2. Multiple CCs and Broad Distribution

When emails copy large numbers of teams, regulators, journalists, politicians, and third parties:

  • ownership becomes unclear
  • responsibility diffuses
  • defensive filtering increases

3. Long, Unstructured Narratives

Lengthy emails that:

  • mix facts, feelings, chronology, and argument
  • repeat earlier material
  • lack a single, precise ask
    are cognitively expensive to read and easy to defer.

4. Thread Accretion

Email chains that grow organically over time become unreadable.
New readers cannot see:

  • what is new
  • what has already been addressed
  • what decision is being requested

At that point, the system optimises for containment, not engagement.


The Hard Truth

This filtering is not a judgment on truth.
It is not a denial of harm.
And it is not a measure of merit.

It is a structural response to overload.

Many victims of financial exploitation unintentionally defeat their own case by communicating in ways that overwhelm the very systems they are trying to engage.


When the System Stops Listening

The human cost of diverted emails and unanswered evidence

Working tirelessly, Ian Davis compiled a staggering database of over 70,000 documents, uncovering a vast network of more than 350 companies tied to misconduct and fraud. His research was meticulous and forensic. It revealed a disturbing web of deception, regulatory failure, and institutional blind spots.

Ian did exactly what a conscientious citizen is told to do.

He submitted his findings — repeatedly — to the Financial Conduct Authority, Action Fraud, the Serious Fraud Office, the National Crime Agency, the Insolvency Service, and the Crown Prosecution Service.

Again and again.

He was ignored.

Despite overwhelming evidence and years of sustained effort, no meaningful action followed. The very institutions designed to protect the public left him unheard. It was not only the original fraud that harmed Ian — it was what came after:
the silence,
the deflection,
the unanswered correspondence,
the sense that his messages had vanished into a system that no longer saw him.

His work consumed him. Sleepless nights. Endless emails. Relentless analysis. Still, he remained determined to protect others from suffering the same harm.

In March 2023, at just 61 years old, Ian Davis ended his life.

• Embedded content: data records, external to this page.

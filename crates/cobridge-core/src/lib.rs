//! Rendezvous core for bridging a building-simulation engine to an
//! external co-simulation framework.
//!
//! On every simulation step the engine hands off its outputs, blocks until
//! the co-simulation partner has consumed them and produced new inputs,
//! then resumes. Two threads participate: the engine's simulation thread
//! and the node lifecycle thread that runs the co-simulation framework's
//! execution loop. All cross-thread coordination goes through a pair of
//! single-slot [`SignalMailbox`]es plus the node's value ports.
//!
//! ## Key Types
//!
//! - [`SignalMailbox`]: single-slot, overwrite-on-set signal holder with
//!   blocking, timeout-capable waits
//! - [`Session`]: owns both mailboxes, the node handle, and the lifecycle
//!   thread; its [`Session::exchange`] method is the one entry point the
//!   engine calls per step
//! - [`CosimNode`] / [`LifecycleCallbacks`]: the narrow seams to the
//!   external node framework (transport, serialization, and discovery
//!   stay on the far side of them)
//! - [`LoopbackNode`]: in-process framework implementation for tests and
//!   the demo runner
//!
//! ## One step
//!
//! ```text
//! engine thread                       node thread
//! ------------------------------      ------------------------------
//! exchange(outputs)
//!   wait UPDATE_Y  <---------------   on_update_y: post UPDATE_Y
//!   write output port                   wait DONE
//!   post DONE      --------------->     (resumes, computes inputs)
//!   wait UPDATE_X  <---------------   on_update_x: post UPDATE_X
//!   read input port, sim time           wait DONE
//!   post DONE      --------------->     (resumes, next step)
//! ```

pub mod config;
pub mod framework;
pub mod gateway;
pub mod loopback;
pub mod mailbox;
pub mod session;

mod lifecycle;

pub use cobridge_common::{
    ConfigError, EngineSignal, ExchangeError, NodeSignal, SimTime, StartupError,
};
pub use config::{NodeConfig, Transport};
pub use framework::{
    CallbackTask, CosimNode, FrameworkErrorKind, LifecycleCallbacks, NodeState, ValuePort,
    MAX_EXCHANGE_VALUES,
};
pub use loopback::{LoopbackDriver, LoopbackNode};
pub use mailbox::SignalMailbox;
pub use session::{ExchangeReply, Session, SessionConfig};
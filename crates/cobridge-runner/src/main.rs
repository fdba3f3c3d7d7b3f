//! Demo runner for a cobridge co-simulation session.
//!
//! Loads a node configuration file, starts a session against the
//! in-process loopback framework, and drives a number of lockstep
//! exchanges, playing both the engine (this thread) and the
//! co-simulation network (the loopback driver). Useful for exercising
//! the full handshake without a live transport.

use std::path::PathBuf;
use std::process::ExitCode;
use std::sync::atomic::{AtomicBool, Ordering};
use std::sync::Arc;

use clap::Parser;
use cobridge_core::{ExchangeReply, LoopbackNode, NodeConfig, Session, SessionConfig, SimTime};
use tracing::{error, info, warn};
use tracing_subscriber::EnvFilter;

#[derive(Parser, Debug)]
#[command(name = "cobridge", about = "Run a loopback co-simulation session")]
struct Args {
    /// Path to the node configuration file.
    #[arg(short, long)]
    config: PathBuf,

    /// Number of lockstep exchanges to run.
    #[arg(long, default_value_t = 10)]
    steps: u64,

    /// Simulated seconds per step.
    #[arg(long, default_value_t = 60.0)]
    step_size: f64,
}

fn main() -> ExitCode {
    tracing_subscriber::fmt()
        .with_env_filter(
            EnvFilter::try_from_default_env().unwrap_or_else(|_| EnvFilter::new("info")),
        )
        .init();

    let args = Args::parse();
    match run(args) {
        Ok(()) => ExitCode::SUCCESS,
        Err(e) => {
            error!("{e}");
            ExitCode::FAILURE
        }
    }
}

fn run(args: Args) -> Result<(), Box<dyn std::error::Error>> {
    let config = NodeConfig::from_file(&args.config)?;
    info!(
        name = %config.name,
        workspace = config.workspace.as_deref().unwrap_or(""),
        timeout = ?config.timeout,
        "starting co-simulation node"
    );

    // Demo plant: echo the engine's outputs with a slow drift so each
    // step's inputs are visibly distinct in the log.
    let (node, driver) = LoopbackNode::new(
        config.name.clone(),
        Box::new(|outputs, sim_time| {
            let drift = sim_time.as_secs_f64() / 3600.0;
            outputs.iter().map(|v| v + drift).collect()
        }),
    );
    let session = Session::start(node, SessionConfig::from(&config))?;

    let interrupted = Arc::new(AtomicBool::new(false));
    {
        let interrupted = Arc::clone(&interrupted);
        ctrlc::set_handler(move || interrupted.store(true, Ordering::SeqCst))?;
    }

    session.await_start()?;
    info!("node initialized");

    let step = SimTime::from_secs(args.step_size);
    let mut outputs = vec![21.0, 0.5];
    for n in 0..args.steps {
        if interrupted.load(Ordering::SeqCst) {
            warn!("interrupted, stopping session");
            break;
        }

        driver.advance(step);
        match session.exchange(&outputs)? {
            ExchangeReply::Step { values, sim_time } => {
                info!(step = n, %sim_time, inputs = ?values, "exchange complete");
                // Feed the inputs back as the next outputs.
                if !values.is_empty() {
                    outputs = values;
                }
            }
            ExchangeReply::Terminated => {
                info!("node terminated normally");
                if session.quit_engine_on_terminate() {
                    info!("configuration requests engine shutdown");
                }
                break;
            }
            ExchangeReply::Aborted => {
                warn!("node aborted the session");
                break;
            }
        }
    }

    driver.terminate();
    // Dropping the session posts EXIT and joins the node thread.
    Ok(())
}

His death was a devastating tragedy — and a stark warning.
Not just about fraud, but about what happens when evidence is systematically diverted, communications are quietly sidelined, and citizens are left isolated inside bureaucratic systems.


Why This Matters: The Difference Between Being Heard and Being Diverted

This is not included to shock or to assign blame.

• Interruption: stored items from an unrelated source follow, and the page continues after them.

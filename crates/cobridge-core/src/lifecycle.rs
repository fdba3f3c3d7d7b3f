//! The node-thread half of a session: lifecycle callback handling.
//!
//! [`NodeBridge`] is the session's implementation of the framework's
//! [`LifecycleCallbacks`] capability trait. The framework holds it only
//! through that trait; everything it touches lives in the shared
//! [`Channels`], so it carries no reference back to the session itself.

use std::sync::Arc;
use std::time::Duration;

use cobridge_common::{EngineSignal, NodeSignal};
use tracing::{debug, error, trace, warn};

use crate::framework::{FrameworkErrorKind, LifecycleCallbacks, NodeState};
use crate::session::Channels;

/// Callback receiver running on the node lifecycle thread.
pub(crate) struct NodeBridge {
    channels: Arc<Channels>,
    /// Bound on the ack waits inside callback bodies; `None` waits
    /// indefinitely.
    ack_timeout: Option<Duration>,
    node_name: String,
}

impl NodeBridge {
    pub(crate) fn new(
        channels: Arc<Channels>,
        ack_timeout: Option<Duration>,
        node_name: String,
    ) -> Self {
        NodeBridge {
            channels,
            ack_timeout,
            node_name,
        }
    }

    /// Announce a phase to the engine and wait for its DONE ack.
    ///
    /// The slot is cleared only if it still holds the DONE we observed;
    /// any other signal (an abort, a shutdown request) — including one
    /// posted over the ack after the wait returned — is left in place so
    /// the node thread's queued signal task can observe and act on it.
    fn signal_and_await_ack(&self, signal: NodeSignal) {
        trace!(node = %self.node_name, signal = signal.name(), "announcing phase");
        self.channels.to_engine.post(signal);

        match self.channels.to_node.wait_any(self.ack_timeout) {
            Some(EngineSignal::Done) => {
                self.channels.to_node.consume(EngineSignal::Done);
            }
            Some(other) => {
                debug!(
                    node = %self.node_name,
                    signal = other.name(),
                    "phase interrupted by engine signal"
                );
            }
            None => {
                warn!(
                    node = %self.node_name,
                    signal = signal.name(),
                    "engine did not acknowledge within the configured timeout"
                );
            }
        }
    }

    /// Quit escalation: force a session abort and make sure the engine
    /// observes it before control returns to the framework.
    ///
    /// The wait is deliberately indefinite — the engine's acknowledgment
    /// (typically the EXIT it posts while stopping the session) is the
    /// only way out, and returning earlier could let the framework tear
    /// the node down before the engine has seen the abort.
    fn ask_engine_to_quit(&self) {
        self.channels.to_node.reset();
        self.channels.to_engine.post(NodeSignal::Quit);
        let _ = self.channels.to_node.wait_any(None);
    }
}

impl LifecycleCallbacks for NodeBridge {
    fn on_initialization(&self) {
        self.signal_and_await_ack(NodeSignal::Start);
    }

    fn on_update_y(&self) {
        self.signal_and_await_ack(NodeSignal::UpdateY);
    }

    fn on_update_x(&self) {
        self.signal_and_await_ack(NodeSignal::UpdateX);
    }

    fn on_termination(&self) {
        // One-way notice: the engine picks it up at its next wait point.
        debug!(node = %self.node_name, "node terminating");
        self.channels.to_engine.post(NodeSignal::Terminate);
    }

    fn on_framework_error(&self, kind: FrameworkErrorKind, info: &str) {
        error!(
            node = %self.node_name,
            kind = kind.as_str(),
            info,
            "framework error, aborting session"
        );
        self.channels.node_state.set(NodeState::Error);
        self.ask_engine_to_quit();
    }

    fn on_framework_warning(&self, info: &str) {
        warn!(node = %self.node_name, info, "framework warning");
    }
}
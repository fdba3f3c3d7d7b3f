//! Common types and errors for the cobridge co-simulation bridge.
//!
//! This crate holds the vocabulary shared between the engine side and the
//! node side of the bridge: simulation time, the two signal enumerations
//! exchanged across the rendezvous mailboxes, and the error taxonomy.

mod error;
mod signal;
mod time;

pub use error::{ConfigError, ExchangeError, StartupError};
pub use signal::{EngineSignal, NodeSignal};
pub use time::SimTime;
//! Single-slot signal mailbox with blocking, timeout-capable waits.
//!
//! A mailbox holds exactly one signal value behind a mutex, paired with a
//! condvar. Writers overwrite whatever is in the slot (last-write-wins);
//! there is no queueing. The handshake protocol is strictly lockstep, so
//! at most one unread signal is ever in flight per direction — overwrite
//! is observationally equivalent to a depth-1 queue but cannot grow if a
//! buggy peer posts repeatedly before a read.
//!
//! The slot is reset to the empty sentinel only by the logical consumer
//! of the signal, after it has fully acted on the value. Resetting inside
//! `post` would lose the value if the post raced ahead of the reader.

use std::time::{Duration, Instant};

use parking_lot::{Condvar, Mutex};

/// A signal type with a distinguished empty-slot sentinel.
pub trait SignalValue: Copy + Eq + std::fmt::Debug + Send + 'static {
    /// The empty-slot sentinel. Never a real message.
    const NONE: Self;

    /// Whether this value is the empty sentinel.
    fn is_none(self) -> bool {
        self == Self::NONE
    }
}

impl SignalValue for cobridge_common::EngineSignal {
    const NONE: Self = cobridge_common::EngineSignal::None;
}

impl SignalValue for cobridge_common::NodeSignal {
    const NONE: Self = cobridge_common::NodeSignal::None;
}

/// Single-slot, overwrite-on-set, guarded signal holder.
///
/// `post` makes the written value visible to all waiters before any of
/// them wakes; the mutex provides the release/acquire pairing the value
/// ports rely on for their unlocked handoff.
#[derive(Debug)]
pub struct SignalMailbox<S> {
    slot: Mutex<S>,
    cond: Condvar,
}

impl<S: SignalValue> SignalMailbox<S> {
    /// Create an empty mailbox.
    pub fn new() -> Self {
        SignalMailbox {
            slot: Mutex::new(S::NONE),
            cond: Condvar::new(),
        }
    }

    /// Store `value` in the slot and wake all waiters.
    ///
    /// Overwrites any unread prior value. Non-blocking, never fails.
    pub fn post(&self, value: S) {
        {
            let mut slot = self.slot.lock();
            *slot = value;
        }
        self.cond.notify_all();
    }

    /// Block until the slot holds a value satisfying `matches`, or until
    /// `timeout` elapses.
    ///
    /// A `timeout` of `None` waits indefinitely. Returns the satisfying
    /// value, or `None` on expiry. If a satisfying value is already
    /// present the call returns immediately without waiting.
    ///
    /// The slot is left untouched; the caller resets it (or not) once it
    /// has acted on the value.
    pub fn wait_matching(
        &self,
        matches: impl Fn(S) -> bool,
        timeout: Option<Duration>,
    ) -> Option<S> {
        let mut slot = self.slot.lock();
        if matches(*slot) {
            return Some(*slot);
        }

        match timeout {
            None => loop {
                self.cond.wait(&mut slot);
                if matches(*slot) {
                    return Some(*slot);
                }
            },
            Some(timeout) => {
                let deadline = Instant::now() + timeout;
                loop {
                    if self.cond.wait_until(&mut slot, deadline).timed_out() {
                        // A final check: the post may have landed right at
                        // the deadline.
                        return if matches(*slot) { Some(*slot) } else { None };
                    }
                    if matches(*slot) {
                        return Some(*slot);
                    }
                }
            }
        }
    }

    /// Block until the slot holds any non-empty signal, or until `timeout`
    /// elapses. See [`SignalMailbox::wait_matching`].
    pub fn wait_any(&self, timeout: Option<Duration>) -> Option<S> {
        self.wait_matching(|s| !s.is_none(), timeout)
    }

    /// Reset the slot to the empty sentinel.
    ///
    /// Idempotent: resetting an already-empty mailbox is a no-op and
    /// never blocks.
    pub fn reset(&self) {
        let mut slot = self.slot.lock();
        *slot = S::NONE;
    }

    /// Read the slot and reset it under a single lock acquisition.
    ///
    /// Used where a concurrent post between a separate read and reset
    /// would lose a signal (the node thread's engine-signal task).
    pub fn take(&self) -> S {
        let mut slot = self.slot.lock();
        std::mem::replace(&mut *slot, S::NONE)
    }

    /// Reset the slot only if it still holds `expected`; returns whether
    /// it was cleared.
    ///
    /// Used where the consumer has already observed `expected` through a
    /// wait and must not erase a different signal posted in the interim
    /// (the node thread's ack handling).
    pub fn consume(&self, expected: S) -> bool {
        let mut slot = self.slot.lock();
        if *slot == expected {
            *slot = S::NONE;
            true
        } else {
            false
        }
    }

    /// Read the current slot value without waiting or resetting.
    pub fn peek(&self) -> S {
        *self.slot.lock()
    }
}

impl<S: SignalValue> Default for SignalMailbox<S> {
    fn default() -> Self {
        Self::new()
    }
}

#[cfg(test)]
mod tests {
    use std::sync::Arc;
    use std::thread;

    use cobridge_common::NodeSignal;

    use super::*;

    #[test]
    fn test_wait_returns_immediately_when_value_present() {
        let mailbox = SignalMailbox::new();
        mailbox.post(NodeSignal::UpdateY);

        let sig = mailbox.wait_any(Some(Duration::from_millis(10)));
        assert_eq!(sig, Some(NodeSignal::UpdateY));
        // The value stays until the consumer resets it.
        assert_eq!(mailbox.peek(), NodeSignal::UpdateY);
    }

    #[test]
    fn test_overwrite_keeps_only_last_value() {
        let mailbox = SignalMailbox::new();
        mailbox.post(NodeSignal::Start);
        mailbox.post(NodeSignal::UpdateY);

        // Exactly one readable value: the second post.
        assert_eq!(
            mailbox.wait_any(Some(Duration::from_millis(10))),
            Some(NodeSignal::UpdateY)
        );
        mailbox.reset();
        assert_eq!(mailbox.wait_any(Some(Duration::from_millis(10))), None);
    }

    #[test]
    fn test_reset_is_idempotent_and_never_blocks() {
        let mailbox: SignalMailbox<NodeSignal> = SignalMailbox::new();
        mailbox.reset();
        mailbox.reset();
        assert_eq!(mailbox.peek(), NodeSignal::None);
    }

    #[test]
    fn test_take_reads_and_resets_atomically() {
        let mailbox = SignalMailbox::new();
        mailbox.post(NodeSignal::Terminate);
        assert_eq!(mailbox.take(), NodeSignal::Terminate);
        assert_eq!(mailbox.take(), NodeSignal::None);
    }

    #[test]
    fn test_consume_preserves_a_signal_posted_after_the_wait() {
        use cobridge_common::EngineSignal;

        let mailbox = SignalMailbox::new();
        mailbox.post(EngineSignal::Done);
        assert!(mailbox.consume(EngineSignal::Done));
        assert_eq!(mailbox.peek(), EngineSignal::None);

        // A shutdown request that overwrote the ack before the consumer
        // got around to clearing it must survive, so the engine-signal
        // task can still observe it.
        mailbox.post(EngineSignal::Done);
        mailbox.post(EngineSignal::Exit);
        assert!(!mailbox.consume(EngineSignal::Done));
        assert_eq!(mailbox.take(), EngineSignal::Exit);
    }

    #[test]
    fn test_wait_wakes_on_post_from_other_thread() {
        let mailbox = Arc::new(SignalMailbox::new());
        let poster = Arc::clone(&mailbox);

        let handle = thread::spawn(move || {
            thread::sleep(Duration::from_millis(50));
            poster.post(NodeSignal::UpdateX);
        });

        let sig = mailbox.wait_any(Some(Duration::from_secs(5)));
        assert_eq!(sig, Some(NodeSignal::UpdateX));
        handle.join().unwrap();
    }

    #[test]
    fn test_wait_matching_skips_non_matching_values() {
        let mailbox = Arc::new(SignalMailbox::new());
        mailbox.post(NodeSignal::Start);
        let poster = Arc::clone(&mailbox);

        let handle = thread::spawn(move || {
            thread::sleep(Duration::from_millis(50));
            poster.post(NodeSignal::UpdateY);
        });

        // Start does not match, so the wait continues until UpdateY lands.
        let sig = mailbox.wait_matching(|s| s == NodeSignal::UpdateY, Some(Duration::from_secs(5)));
        assert_eq!(sig, Some(NodeSignal::UpdateY));
        handle.join().unwrap();
    }

    #[test]
    fn test_timeout_expires_within_bounded_margin() {
        let mailbox: SignalMailbox<NodeSignal> = SignalMailbox::new();

        let start = Instant::now();
        let sig = mailbox.wait_any(Some(Duration::from_secs(1)));
        let elapsed = start.elapsed();

        assert_eq!(sig, None);
        assert!(elapsed >= Duration::from_millis(950), "woke early: {elapsed:?}");
        assert!(elapsed < Duration::from_secs(5), "woke far too late: {elapsed:?}");
    }
}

It is included because process matters.

What Ian experienced — and what we now see confirmed through DSAR disclosures — is that when communications are perceived as overwhelming, repetitive, unfocused, or “vexatious,” systems respond by diverting them.
Not escalating them.
Not resolving them.
Diverting them.

Once diverted, emails are often no longer read by the intended decision-maker.
They are routed to holding folders, reviewed periodically, or discussed administratively — without substantive engagement.

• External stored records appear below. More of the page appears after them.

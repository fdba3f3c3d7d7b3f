//! Seams to the external co-simulation node framework.
//!
//! The network transport, message serialization, and discovery all live
//! on the far side of [`CosimNode`]; this core only requires the narrow
//! surface below. The framework in turn drives the bridge exclusively
//! through the [`LifecycleCallbacks`] capability trait — it never sees
//! the session's concrete type.

use std::sync::atomic::{AtomicU8, Ordering};

use cobridge_common::{ExchangeError, SimTime, StartupError};
use parking_lot::{Mutex, MutexGuard};

/// Maximum number of doubles the engine can consume in one step.
///
/// This mirrors the fixed size of the engine's preallocated read buffer.
/// Exceeding it on an input read is a capacity error, never a silent
/// truncation.
pub const MAX_EXCHANGE_VALUES: usize = 1024;

/// A task queued onto the node thread's execution loop.
pub type CallbackTask = Box<dyn FnOnce() + Send>;

// ============================================================================
// Value Ports
// ============================================================================

/// A framework-owned, lock-protected buffer of double values.
///
/// The output port is written by the engine during the UPDATE_Y phase and
/// read by the node thread only after it observes DONE; the input port is
/// written by the node thread before it posts UPDATE_X and read by the
/// engine only after observing UPDATE_X. That alternation, enforced by
/// the mailbox handshake, is what keeps the two threads off the same
/// buffer at the same time; the port's own lock matches the framework's
/// lock-and-get access contract.
#[derive(Debug)]
pub struct ValuePort {
    name: String,
    values: Mutex<Vec<f64>>,
}

impl ValuePort {
    /// Create an empty port with the given name.
    pub fn new(name: impl Into<String>) -> Self {
        ValuePort {
            name: name.into(),
            values: Mutex::new(Vec::new()),
        }
    }

    /// Port name, as registered with the framework.
    pub fn name(&self) -> &str {
        &self.name
    }

    /// Replace the port contents wholesale, resizing to the new count.
    pub fn replace(&self, values: &[f64]) {
        let mut buf = self.values.lock();
        buf.clear();
        buf.extend_from_slice(values);
    }

    /// Lock the port and access the raw buffer.
    pub fn lock(&self) -> MutexGuard<'_, Vec<f64>> {
        self.values.lock()
    }

    /// Snapshot the port contents, checked against the fixed capacity.
    ///
    /// Returns [`ExchangeError::CapacityExceeded`] when the port holds
    /// more than [`MAX_EXCHANGE_VALUES`] values.
    pub fn snapshot(&self) -> Result<Vec<f64>, ExchangeError> {
        let buf = self.values.lock();
        if buf.len() > MAX_EXCHANGE_VALUES {
            return Err(ExchangeError::CapacityExceeded {
                count: buf.len(),
                max: MAX_EXCHANGE_VALUES,
            });
        }
        Ok(buf.clone())
    }

    /// Number of values currently on the port.
    pub fn len(&self) -> usize {
        self.values.lock().len()
    }

    /// Whether the port is empty.
    pub fn is_empty(&self) -> bool {
        self.len() == 0
    }
}

// ============================================================================
// Node Lifecycle State
// ============================================================================

/// Lifecycle state of the node, mutated only from the node thread.
///
/// Readers on other threads see it eventually-consistent; it gates
/// diagnostics, not protocol correctness.
#[derive(Debug, Clone, Copy, PartialEq, Eq)]
pub enum NodeState {
    /// Operating normally.
    Normal,
    /// A framework error was reported; the session is aborting.
    Error,
}

/// Atomic cell holding a [`NodeState`].
#[derive(Debug)]
pub(crate) struct NodeStateCell(AtomicU8);

impl NodeStateCell {
    pub(crate) fn new() -> Self {
        NodeStateCell(AtomicU8::new(0))
    }

    pub(crate) fn set(&self, state: NodeState) {
        let raw = match state {
            NodeState::Normal => 0,
            NodeState::Error => 1,
        };
        self.0.store(raw, Ordering::Release);
    }

    pub(crate) fn get(&self) -> NodeState {
        match self.0.load(Ordering::Acquire) {
            0 => NodeState::Normal,
            _ => NodeState::Error,
        }
    }
}

// ============================================================================
// Collaborator Traits
// ============================================================================

/// Lifecycle events the node framework delivers to the bridge.
///
/// Callbacks execute on the node thread (or are marshaled onto it by the
/// framework); they never share a thread with engine code. The bodies
/// deliberately block on the rendezvous mailboxes — bounded by the
/// session's configured timeout for the ack waits — so the framework
/// must tolerate a callback not returning immediately.
pub trait LifecycleCallbacks: Send + Sync {
    /// The node is initializing a new simulation run.
    fn on_initialization(&self);

    /// The framework requests the engine's current outputs.
    fn on_update_y(&self);

    /// The framework has new inputs ready on the input port.
    fn on_update_x(&self);

    /// The node's simulation is terminating normally. One-way notice.
    fn on_termination(&self);

    /// The framework reported an error; the session must abort.
    fn on_framework_error(&self, kind: FrameworkErrorKind, info: &str);

    /// The framework reported a non-fatal warning.
    fn on_framework_warning(&self, info: &str) {
        let _ = info;
    }
}

/// Classes of framework-reported errors.
///
/// All of them funnel into the same quit escalation; the kind only feeds
/// diagnostics.
#[derive(Debug, Clone, Copy, PartialEq, Eq)]
pub enum FrameworkErrorKind {
    /// A raw message could not be parsed into a structured message.
    RawMessage,
    /// A structured message held values of the wrong type or dimension.
    ValueDecode,
    /// A value could not be serialized or sent.
    Send,
    /// A fatal error inside the framework itself.
    Fatal,
}

impl FrameworkErrorKind {
    /// Short label for logging.
    pub const fn as_str(self) -> &'static str {
        match self {
            FrameworkErrorKind::RawMessage => "raw-message",
            FrameworkErrorKind::ValueDecode => "value-decode",
            FrameworkErrorKind::Send => "send",
            FrameworkErrorKind::Fatal => "fatal",
        }
    }
}

/// The external co-simulation endpoint, as this core sees it.
///
/// At most one live node exists per session. All methods must be safe to
/// call from the thread the framework invokes callbacks on, as well as
/// from the engine thread.
pub trait CosimNode: Send + Sync {
    /// Node name on the co-simulation network.
    fn name(&self) -> &str;

    /// Open the transport port and register the input/output value ports.
    ///
    /// Called once, before the lifecycle thread starts. Failure here
    /// means the session is never created.
    fn connect(&self) -> Result<(), StartupError>;

    /// Run the node's execution loop until the simulation stops.
    ///
    /// Blocks for the node's entire run; invoked on the dedicated
    /// lifecycle thread. All lifecycle events are delivered through
    /// `callbacks`.
    fn run(&self, callbacks: std::sync::Arc<dyn LifecycleCallbacks>);

    /// Ask the execution loop to stop cleanly.
    fn stop_simulation(&self);

    /// Queue a task onto the node thread's execution loop.
    ///
    /// The task runs between framework events, not concurrently with a
    /// callback. This is how the engine makes the node thread act on a
    /// signal when the thread is blocked inside framework code rather
    /// than inside this protocol.
    fn post_callback_event(&self, task: CallbackTask);

    /// The node's current simulated time.
    fn current_sim_time(&self) -> SimTime;

    /// The output port (engine writes, node reads).
    fn output_port(&self) -> &ValuePort;

    /// The input port (node writes, engine reads).
    fn input_port(&self) -> &ValuePort;
}

#[cfg(test)]
mod tests {
    use super::*;

    #[test]
    fn test_port_replace_resizes() {
        let port = ValuePort::new("out");
        port.replace(&[1.0, 2.0, 3.0]);
        assert_eq!(port.len(), 3);

        port.replace(&[4.0]);
        assert_eq!(*port.lock(), vec![4.0]);

        port.replace(&[]);
        assert!(port.is_empty());
    }

    #[test]
    fn test_snapshot_at_capacity_succeeds() {
        let port = ValuePort::new("in");
        port.replace(&vec![0.5; MAX_EXCHANGE_VALUES]);

        let values = port.snapshot().expect("at-capacity snapshot should succeed");
        assert_eq!(values.len(), MAX_EXCHANGE_VALUES);
    }

    #[test]
    fn test_snapshot_over_capacity_is_an_error() {
        let port = ValuePort::new("in");
        port.replace(&vec![0.5; MAX_EXCHANGE_VALUES + 1]);

        match port.snapshot() {
            Err(ExchangeError::CapacityExceeded { count, max }) => {
                assert_eq!(count, MAX_EXCHANGE_VALUES + 1);
                assert_eq!(max, MAX_EXCHANGE_VALUES);
            }
            other => panic!("expected capacity error, got {other:?}"),
        }
    }

    #[test]
    fn test_node_state_cell() {
        let cell = NodeStateCell::new();
        assert_eq!(cell.get(), NodeState::Normal);
        cell.set(NodeState::Error);
        assert_eq!(cell.get(), NodeState::Error);
    }
}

The consequence is not just procedural delay.
The consequence is human isolation.

This is precisely why Get SAFE exists — not to silence victims, but to ensure their voices are heard effectively, safely, and strategically.


What “Email Divert → Executive Casework” Actually Means

One further and highly significant detail emerged from the DSAR disclosure.

The correspondence was not merely filed or deprioritised.

It was actively diverted from the FCA’s standard Email Divert process into Executive Casework.

This matters.

What This Tells Us About Internal Handling

In practical terms, this routing indicates that:

  • a recipient made an active decision to apply automated diversion (commonly referred to as “spam marking” at system level);
  • future emails from the same sender were no longer entering ordinary team inboxes;
  • instead, they were routed into a controlled executive queue, without triggering individual reading or response.

At that point, the system is no longer operating as:

“someone deciding whether to reply”

but as:

a governance mechanism deciding whether engagement should continue at all.


The Role of Executive Casework

Executive Casework is not there to progress correspondence in the normal sense.

Its function is to:

  • monitor high-risk, high-volume, or sensitive correspondents;
  • decide whether ongoing engagement is proportionate;
  • periodically review whether the diversion should continue.

Critically:

  • messages are not read line-by-line, and
  • no further action is taken unless the status is deliberately lifted.

From time to time, internal conversations occur between:

  • the Executive Casework manager, and
  • the original recipient or team,

to decide whether the sender should remain diverted, or whether normal routing should resume.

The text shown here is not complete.